Brief = The stretch from the line with "Boundary validation failures" through the line with "#[derive(Debug, Clone, PartialEq, Eq)]" in the records below: write it out exactly, and nothing else.

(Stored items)
⟨

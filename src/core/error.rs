/// Error Module
///
/// This module defines the error types shared by every layer of bgsql.
/// Boundary validation failures are returned immediately as `BgsqlError`;
/// failures reported by a database engine are captured on worker threads as
/// `EngineError` and stored on the operation for later retrieval.
use std::fmt;
use thiserror::Error;

/// Failure reported by a native database client.
///
/// Carries the engine's own message and machine-readable code
/// (MySQL errno, SQLite extended result code, ...).
#[derive(Debug, Clone, PartialEq, Eq)]
pub struct EngineError {
    pub message: String,
    pub code: i32,
}

impl EngineError {
    pub fn new(message: impl Into<String>, code: i32) -> Self {
        EngineError {
            message: message.into(),
            code,
        }
    }
}

impl fmt::Display for EngineError {
    fn fmt(&self, f: &mut fmt::Formatter<'_>) -> fmt::Result {
        write!(f, "{} (code {})", self.message, self.code)
    }
}

impl std::error::Error for EngineError {}

impl From<rusqlite::Error> for EngineError {
    fn from(err: rusqlite::Error) -> Self {
        match err {
            rusqlite::Error::SqliteFailure(failure, message) => {
                let message = message.unwrap_or_else(|| failure.to_string());
                EngineError::new(message, failure.extended_code)
            }
            // SQLITE_ERROR for failures raised on the Rust side of the binding
            other => EngineError::new(other.to_string(), 1),
        }
    }
}

/// Error type for every boundary operation of bgsql.
///
/// Every variant renders as a single human-readable message.
#[derive(Error, Debug, Clone, PartialEq, Eq)]
pub enum BgsqlError {
    /// Malformed or missing argument: identifiers, ports, timeouts, engine names
    #[error("Invalid argument: {0}")]
    InvalidArgument(String),

    /// The library or connection has been torn down or was never created
    #[error("Not initialized: {0}")]
    NotInitialized(String),

    /// Unknown connection or operation identifier
    #[error("{0} identifier does not exist")]
    NotFound(&'static str),

    /// Row operations invoked on a non-query operation
    #[error("Operation is not a query")]
    WrongOperationKind,

    /// Query attempted without a live native handle
    #[error("Connection is not established")]
    NotConnected,

    /// A row fetch is already outstanding for this query
    #[error("Query in progress")]
    Busy,

    /// A blocking wait exceeded the connection's blocking timeout
    #[error("Operation timed out")]
    Timeout,

    /// Operation is not in a state that allows the request
    #[error("Invalid state: {0}")]
    InvalidState(String),

    /// Allocation or thread creation failed
    #[error("Out of resources: {0}")]
    ResourceExhausted(String),

    /// The native client reported a failure
    #[error("Engine error: {0}")]
    Engine(#[from] EngineError),
}

/// Type alias for Result to use BgsqlError as the error type.
pub type Result<T> = std::result::Result<T, BgsqlError>;
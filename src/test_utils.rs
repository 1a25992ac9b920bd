/// # Test Utilities Module
///
/// Scripted native driver for exercising the concurrency core without a
/// database server. It can:
/// - delay connects, statements and row fetches
/// - fail connects or specific statements with engine errors
/// - panic inside the handshake
/// - record how many native calls run at once
use crate::core::db::{ConnectParams, Driver, NativeHandle, ResultSet, Row};
use crate::core::EngineError;
use std::collections::{HashMap, VecDeque};
use std::sync::atomic::{AtomicUsize, Ordering};
use std::sync::Arc;
use std::thread;
use std::time::Duration;

/// Installs a test-writer tracing subscriber once per process.
pub fn init_tracing() {
    let _ = tracing_subscriber::fmt().with_test_writer().try_init();
}

#[derive(Debug, Default)]
struct Counters {
    in_flight: AtomicUsize,
    peak: AtomicUsize,
    connects: AtomicUsize,
    rows_fetched: AtomicUsize,
}

/// Marks one native call as running for as long as it lives.
struct InFlight<'a>(&'a Counters);

impl<'a> InFlight<'a> {
    fn enter(counters: &'a Counters) -> Self {
        let now = counters.in_flight.fetch_add(1, Ordering::SeqCst) + 1;
        counters.peak.fetch_max(now, Ordering::SeqCst);
        InFlight(counters)
    }
}

impl Drop for InFlight<'_> {
    fn drop(&mut self) {
        self.0.in_flight.fetch_sub(1, Ordering::SeqCst);
    }
}

#[derive(Debug, Clone, Default)]
struct Script {
    connect_delay: Duration,
    execute_delay: Duration,
    fetch_delay: Duration,
    connect_failure: Option<EngineError>,
    panic_on_connect: bool,
    results: HashMap<String, Vec<Row>>,
    failures: HashMap<String, EngineError>,
}

/// In-process driver whose behaviour is set up by the test.
///
/// Clones share their counters.
#[derive(Debug, Clone, Default)]
pub struct ScriptedDriver {
    script: Script,
    counters: Arc<Counters>,
}

impl ScriptedDriver {
    pub fn new() -> Self {
        Self::default()
    }

    pub fn with_connect_delay(mut self, delay: Duration) -> Self {
        self.script.connect_delay = delay;
        self
    }

    pub fn with_execute_delay(mut self, delay: Duration) -> Self {
        self.script.execute_delay = delay;
        self
    }

    pub fn with_fetch_delay(mut self, delay: Duration) -> Self {
        self.script.fetch_delay = delay;
        self
    }

    pub fn fail_connect(mut self, message: &str, code: i32) -> Self {
        self.script.connect_failure = Some(EngineError::new(message, code));
        self
    }

    pub fn panic_on_connect(mut self) -> Self {
        self.script.panic_on_connect = true;
        self
    }

    /// Single-column rows returned for `statement`.
    pub fn with_rows(mut self, statement: &str, values: &[&str]) -> Self {
        let rows = values.iter().map(|v| Row::new(vec![Some(v.to_string())])).collect();
        self.script.results.insert(statement.to_string(), rows);
        self
    }

    pub fn fail_statement(mut self, statement: &str, message: &str, code: i32) -> Self {
        self.script
            .failures
            .insert(statement.to_string(), EngineError::new(message, code));
        self
    }

    /// Native calls running right now.
    pub fn in_flight(&self) -> usize {
        self.counters.in_flight.load(Ordering::SeqCst)
    }

    /// Highest number of native calls ever running at once.
    pub fn peak_concurrency(&self) -> usize {
        self.counters.peak.load(Ordering::SeqCst)
    }

    pub fn connects(&self) -> usize {
        self.counters.connects.load(Ordering::SeqCst)
    }

    /// Row fetch calls made against result sets.
    pub fn rows_fetched(&self) -> usize {
        self.counters.rows_fetched.load(Ordering::SeqCst)
    }
}

impl Driver for ScriptedDriver {
    fn connect(&self, _params: &ConnectParams) -> Result<Box<dyn NativeHandle>, EngineError> {
        let _call = InFlight::enter(&self.counters);
        self.counters.connects.fetch_add(1, Ordering::SeqCst);
        thread::sleep(self.script.connect_delay);
        if self.script.panic_on_connect {
            panic!("scripted handshake panic");
        }
        if let Some(err) = &self.script.connect_failure {
            return Err(err.clone());
        }
        Ok(Box::new(ScriptedHandle {
            script: self.script.clone(),
            counters: Arc::clone(&self.counters),
        }))
    }
}

struct ScriptedHandle {
    script: Script,
    counters: Arc<Counters>,
}

impl NativeHandle for ScriptedHandle {
    fn execute(&mut self, sql: &str) -> Result<Box<dyn ResultSet>, EngineError> {
        let _call = InFlight::enter(&self.counters);
        thread::sleep(self.script.execute_delay);
        if let Some(err) = self.script.failures.get(sql) {
            return Err(err.clone());
        }
        let rows = self.script.results.get(sql).cloned().unwrap_or_default();
        Ok(Box::new(ScriptedRows {
            columns: vec!["value".to_string()],
            rows: rows.into(),
            fetch_delay: self.script.fetch_delay,
            counters: Arc::clone(&self.counters),
        }))
    }

    fn escape(&self, text: &str) -> String {
        text.replace('\'', "''")
    }
}

struct ScriptedRows {
    columns: Vec<String>,
    rows: VecDeque<Row>,
    fetch_delay: Duration,
    counters: Arc<Counters>,
}

impl ResultSet for ScriptedRows {
    fn columns(&self) -> &[String] {
        &self.columns
    }

    fn next_row(&mut self) -> Result<Option<Row>, EngineError> {
        let _call = InFlight::enter(&self.counters);
        self.counters.rows_fetched.fetch_add(1, Ordering::SeqCst);
        thread::sleep(self.fetch_delay);
        Ok(self.rows.pop_front())
    }
}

⟩

Written reply =
/// Boundary validation failures are returned immediately as `BgsqlError`;
/// failures reported by a database engine are captured on worker threads as
/// `EngineError` and stored on the operation for later retrieval.
use std::fmt;
use thiserror::Error;

/// Failure reported by a native database client.
///
/// Carries the engine's own message and machine-readable code
/// (MySQL errno, SQLite extended result code, ...).
#[derive(Debug, Clone, PartialEq, Eq)]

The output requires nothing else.